May 08, 2014
On 5/8/2014 12:22 PM, Nick Sabalausky wrote:
> On 5/8/2014 2:46 PM, Walter Bright wrote:
>>
>> But to make a lazy version from an eager one means reimplementing it.
>>
>
> Or yield()-ing inside the eager one's sink.

The data is still supplied to it.

May 08, 2014
On Thursday, 8 May 2014 at 18:21:32 UTC, H. S. Teoh via
Digitalmars-d wrote:
> I've thought about input ranges vs. output ranges for a bit.  I think it
> doesn't make sense for functions that process data to take an output
> range: output ranges are data sinks, and should only be used for the
> endpoint of a data processing pipeline. Since the string function
> doesn't know whether or not it's the last in a pipeline (only the
> calling code can know this), it should return an input range. If the
> user code wants to put the result into an output range, then it should
> simply use std.algorithm.copy.

I agree with H. S. Teoh. Indeed, I was thinking of trying to
create an alternative version of std.format which returned an
InputRange, instead of taking an OutputRange. The benefit of this
becomes obvious when you want to use std.format() in your own
ranges, which currently impairs laziness, pipelining, avoiding
memory allocations, etc.
May 08, 2014
On 5/8/14, 11:27 AM, Walter Bright wrote:
> On 5/8/2014 10:46 AM, Andrei Alexandrescu wrote:
>> A discussion is building around
>> https://github.com/D-Programming-Language/phobos/pull/2149, which is a
>> nice
>> initiative by Walter to allow Phobos users to avoid or control memory
>> allocation.
>
> The setExtension() function is itself not very important, but what is
> important is an example for how to put together ranges.
>
> Some design goals:
>
> 1. purity, @safe, nothrow, @nogc
> 2. composability
> 3. have them work in a consistent way, so there's less for a user to learn

4. Rule of least surprise

Some may be surprised that auto c = setExtension(a, b) doesn't actually just do it.
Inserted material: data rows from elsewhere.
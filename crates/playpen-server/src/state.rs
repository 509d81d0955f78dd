//! Shared application state.
//!
//! [`AppState`] holds the playground and its preview; handlers receive a
//! clone per request.

use std::sync::Arc;

use playpen_pipeline::{Playground, Preview};

/// Shared state across all request handlers.
#[derive(Clone)]
pub struct AppState {
    /// The pipeline controller.
    playground: Arc<Playground>,

    /// The preview bound to the controller's bundles.
    preview: Preview,
}

impl AppState {
    /// Wrap a playground and its preview.
    pub fn new(playground: Arc<Playground>, preview: Preview) -> Self {
        Self {
            playground,
            preview,
        }
    }

    /// The pipeline controller.
    pub fn playground(&self) -> &Playground {
        &self.playground
    }

    /// The preview executor.
    pub fn preview(&self) -> &Preview {
        &self.preview
    }
}

impl std::fmt::Debug for AppState {
    fn fmt(&self, f: &mut std::fmt::Formatter<'_>) -> std::fmt::Result {
        f.debug_struct("AppState")
            .field("version", &self.playground.version())
            .field("preview", &self.preview.state())
            .finish()
    }
}
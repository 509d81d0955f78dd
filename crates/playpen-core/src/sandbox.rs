//! Message-passing preview sandbox.
//!
//! A sandbox session is an isolated execution context reachable only through
//! requests and replies. [`WasmSandbox`] owns nothing but the sending half of
//! a channel and a [`watch`] receiver for the rendered [`Frame`]; the Wasmtime
//! store lives entirely inside a worker task.
//!
//! ```text
//!  Preview ──LoadBundle{reply}──▶ worker ──instantiate──▶ reply Ok/Err
//!          ──Quit──────────────▶        ──run _start──▶ Frame (watch)
//!                                       ──trap──────▶ ErrorSink
//! ```

use std::sync::Arc;

use async_trait::async_trait;
use parking_lot::Mutex;
use tokio::sync::{mpsc, oneshot, watch};
use tokio::task::JoinHandle;
use tracing::{debug, info, warn};
use uuid::Uuid;

use playpen_common::{ExecutionConfig, Hostname, PreviewError, RuntimeError, SandboxError};

use crate::bundle::Bundle;
use crate::instance::{ExecutionResult, InstanceRunner};
use crate::store::{ExecutionMetrics, create_store};

/// Outbound channel for runtime errors raised inside a session.
pub type ErrorSink = mpsc::UnboundedSender<PreviewError>;

const REQUEST_CAPACITY: usize = 8;

/// What a session currently displays.
#[derive(Debug, Clone, Default, PartialEq, Eq)]
pub struct Frame {
    /// Bundle the frame was produced by.
    pub hostname: Option<Hostname>,
    /// Program output so far.
    pub output: String,
    /// Guest log lines, formatted as `[LEVEL] message`.
    pub console: Vec<String>,
    /// The entry point returned or trapped.
    pub finished: bool,
    /// Fuel spent by the entry point, once finished.
    pub fuel_consumed: Option<u64>,
    /// Wall time of the entry point in milliseconds, once finished.
    pub duration_ms: Option<u64>,
}

impl Frame {
    fn finish(&mut self, metrics: ExecutionMetrics) {
        self.finished = true;
        self.fuel_consumed = Some(metrics.fuel_consumed);
        self.duration_ms = metrics
            .duration
            .map(|d| u64::try_from(d.as_millis()).unwrap_or(u64::MAX));
    }
}

/// Per-session switches taken from settings.
#[derive(Debug, Clone, Copy, Default, PartialEq, Eq)]
pub struct SandboxOptions {
    /// Forward guest `env::log` calls to the host log.
    pub debug_logging: bool,
}

/// Client half of a sandbox session.
#[async_trait]
pub trait SandboxClient: Send + Sync {
    /// Load `bundle` into the session.
    ///
    /// Resolves once the bundle is instantiated; execution continues in the
    /// background and reports through [`SandboxClient::frame`] and the error sink.
    async fn load_bundle(&self, bundle: Arc<Bundle>) -> Result<(), SandboxError>;

    /// Tear the session down. Takes effect immediately.
    fn quit(&self);

    /// Snapshot of the current output.
    fn frame(&self) -> Frame;
}

/// Creates sandbox sessions.
pub trait SandboxFactory: Send + Sync {
    /// Spawn a fresh session reporting runtime errors to `errors`.
    fn spawn(&self, options: SandboxOptions, errors: ErrorSink) -> Box<dyn SandboxClient>;
}

enum SandboxRequest {
    LoadBundle {
        bundle: Arc<Bundle>,
        reply: oneshot::Sender<Result<(), SandboxError>>,
    },
    Quit,
}

/// A sandbox session backed by a Wasmtime worker task.
pub struct WasmSandbox {
    session_id: String,
    requests: mpsc::Sender<SandboxRequest>,
    frame: watch::Receiver<Frame>,
    worker: Mutex<Option<JoinHandle<()>>>,
}

impl WasmSandbox {
    /// Spawn a session on the current tokio runtime.
    pub fn spawn(
        runner: Arc<InstanceRunner>,
        execution: ExecutionConfig,
        options: SandboxOptions,
        errors: ErrorSink,
    ) -> Self {
        let session_id = Uuid::new_v4().to_string();
        let (requests, inbox) = mpsc::channel(REQUEST_CAPACITY);
        let (frame_tx, frame) = watch::channel(Frame::default());

        let worker = Worker {
            session_id: session_id.clone(),
            runner,
            execution,
            options,
            errors,
            frame: Arc::new(frame_tx),
        };
        let handle = tokio::spawn(worker.run(inbox));

        debug!(session_id = %session_id, "Sandbox session spawned");

        Self {
            session_id,
            requests,
            frame,
            worker: Mutex::new(Some(handle)),
        }
    }

    /// Unique session identifier.
    pub fn session_id(&self) -> &str {
        &self.session_id
    }

    /// Returns `true` once the session has been torn down.
    pub fn is_closed(&self) -> bool {
        self.worker.lock().is_none() || self.requests.is_closed()
    }
}

#[async_trait]
impl SandboxClient for WasmSandbox {
    async fn load_bundle(&self, bundle: Arc<Bundle>) -> Result<(), SandboxError> {
        let (reply, response) = oneshot::channel();
        self.requests
            .send(SandboxRequest::LoadBundle { bundle, reply })
            .await
            .map_err(|_| SandboxError::Disconnected)?;

        response.await.map_err(|_| SandboxError::Disconnected)?
    }

    fn quit(&self) {
        let _ = self.requests.try_send(SandboxRequest::Quit);
        if let Some(handle) = self.worker.lock().take() {
            handle.abort();
            debug!(session_id = %self.session_id, "Sandbox session quit");
        }
    }

    fn frame(&self) -> Frame {
        self.frame.borrow().clone()
    }
}

impl Drop for WasmSandbox {
    fn drop(&mut self) {
        if let Some(handle) = self.worker.get_mut().take() {
            handle.abort();
        }
    }
}

impl std::fmt::Debug for WasmSandbox {
    fn fmt(&self, f: &mut std::fmt::Formatter<'_>) -> std::fmt::Result {
        f.debug_struct("WasmSandbox")
            .field("session_id", &self.session_id)
            .finish_non_exhaustive()
    }
}

struct Worker {
    session_id: String,
    runner: Arc<InstanceRunner>,
    execution: ExecutionConfig,
    options: SandboxOptions,
    errors: ErrorSink,
    frame: Arc<watch::Sender<Frame>>,
}

impl Worker {
    async fn run(self, mut inbox: mpsc::Receiver<SandboxRequest>) {
        while let Some(request) = inbox.recv().await {
            match request {
                SandboxRequest::LoadBundle { bundle, reply } => self.load(bundle, reply).await,
                SandboxRequest::Quit => break,
            }
        }
        debug!(session_id = %self.session_id, "Sandbox worker stopped");
    }

    async fn load(
        &self,
        bundle: Arc<Bundle>,
        reply: oneshot::Sender<Result<(), SandboxError>>,
    ) {
        let hostname = bundle.hostname().clone();
        self.frame.send_replace(Frame {
            hostname: Some(hostname.clone()),
            ..Frame::default()
        });

        let mut store = match create_store(
            self.runner.engine(),
            &self.execution,
            self.session_id.clone(),
        ) {
            Ok(store) => store,
            Err(e) => {
                let _ = reply.send(Err(e.into()));
                return;
            }
        };
        store.data_mut().debug_logging = self.options.debug_logging;
        store.data_mut().attach_frame(Arc::clone(&self.frame));

        let entry = match self.runner.instantiate(&bundle, &mut store).await {
            Ok(entry) => entry,
            Err(e) => {
                let _ = reply.send(Err(e.into()));
                return;
            }
        };

        if reply.send(Ok(())).is_err() {
            // Nobody is waiting for this session any more.
            return;
        }

        info!(session_id = %self.session_id, hostname = %hostname, "Bundle loaded");

        let outcome = self.runner.run(entry, &mut store).await;
        let metrics = store.data().metrics;
        self.frame.send_modify(|f| f.finish(metrics));

        let error = match outcome {
            Ok(ExecutionResult::Success) => None,
            Ok(ExecutionResult::Trap { message, code }) => {
                let error = PreviewError::new(message).with_hostname(hostname.clone());
                Some(match code {
                    Some(code) => error.with_code(code),
                    None => error,
                })
            }
            Err(e) => Some(
                PreviewError::new(e.to_string())
                    .with_hostname(hostname.clone())
                    .with_code(limit_code(&e)),
            ),
        };

        if let Some(error) = error {
            if self.errors.send(error).is_err() {
                warn!(session_id = %self.session_id, "Runtime error dropped: no listener");
            }
        }
    }
}

fn limit_code(error: &RuntimeError) -> &'static str {
    match error {
        RuntimeError::FuelExhausted => "FuelExhausted",
        RuntimeError::ExecutionTimeout { .. } => "ExecutionTimeout",
        _ => "RuntimeError",
    }
}

/// Spawns [`WasmSandbox`] sessions sharing one instance runner.
#[derive(Debug, Clone)]
pub struct WasmSandboxFactory {
    runner: Arc<InstanceRunner>,
    execution: ExecutionConfig,
}

impl WasmSandboxFactory {
    /// Create a factory.
    pub fn new(runner: Arc<InstanceRunner>, execution: ExecutionConfig) -> Self {
        Self { runner, execution }
    }
}

impl SandboxFactory for WasmSandboxFactory {
    fn spawn(&self, options: SandboxOptions, errors: ErrorSink) -> Box<dyn SandboxClient> {
        Box::new(WasmSandbox::spawn(
            Arc::clone(&self.runner),
            self.execution.clone(),
            options,
            errors,
        ))
    }
}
So changing a and/or b before using c would yield surprising result for someone coming from a background of eager-string languages.


Andrei

May 08, 2014
On 5/8/2014 2:20 PM, Andrei Alexandrescu wrote:
> Some may be surprised that auto c = setExtension(a, b) doesn't actually just do
> it. So changing a and/or b before using c would yield surprising result for
> someone coming from a background of eager-string languages.

It's true that when I first encountered C#'s LINQ, I was surprised that it was lazy.

It's also true that most of std.algorithm is lazy. Apart from coming up with a new naming convention (and renaming algorithms in Phobos), I don't see any obvious solution to what's lazy and what's not.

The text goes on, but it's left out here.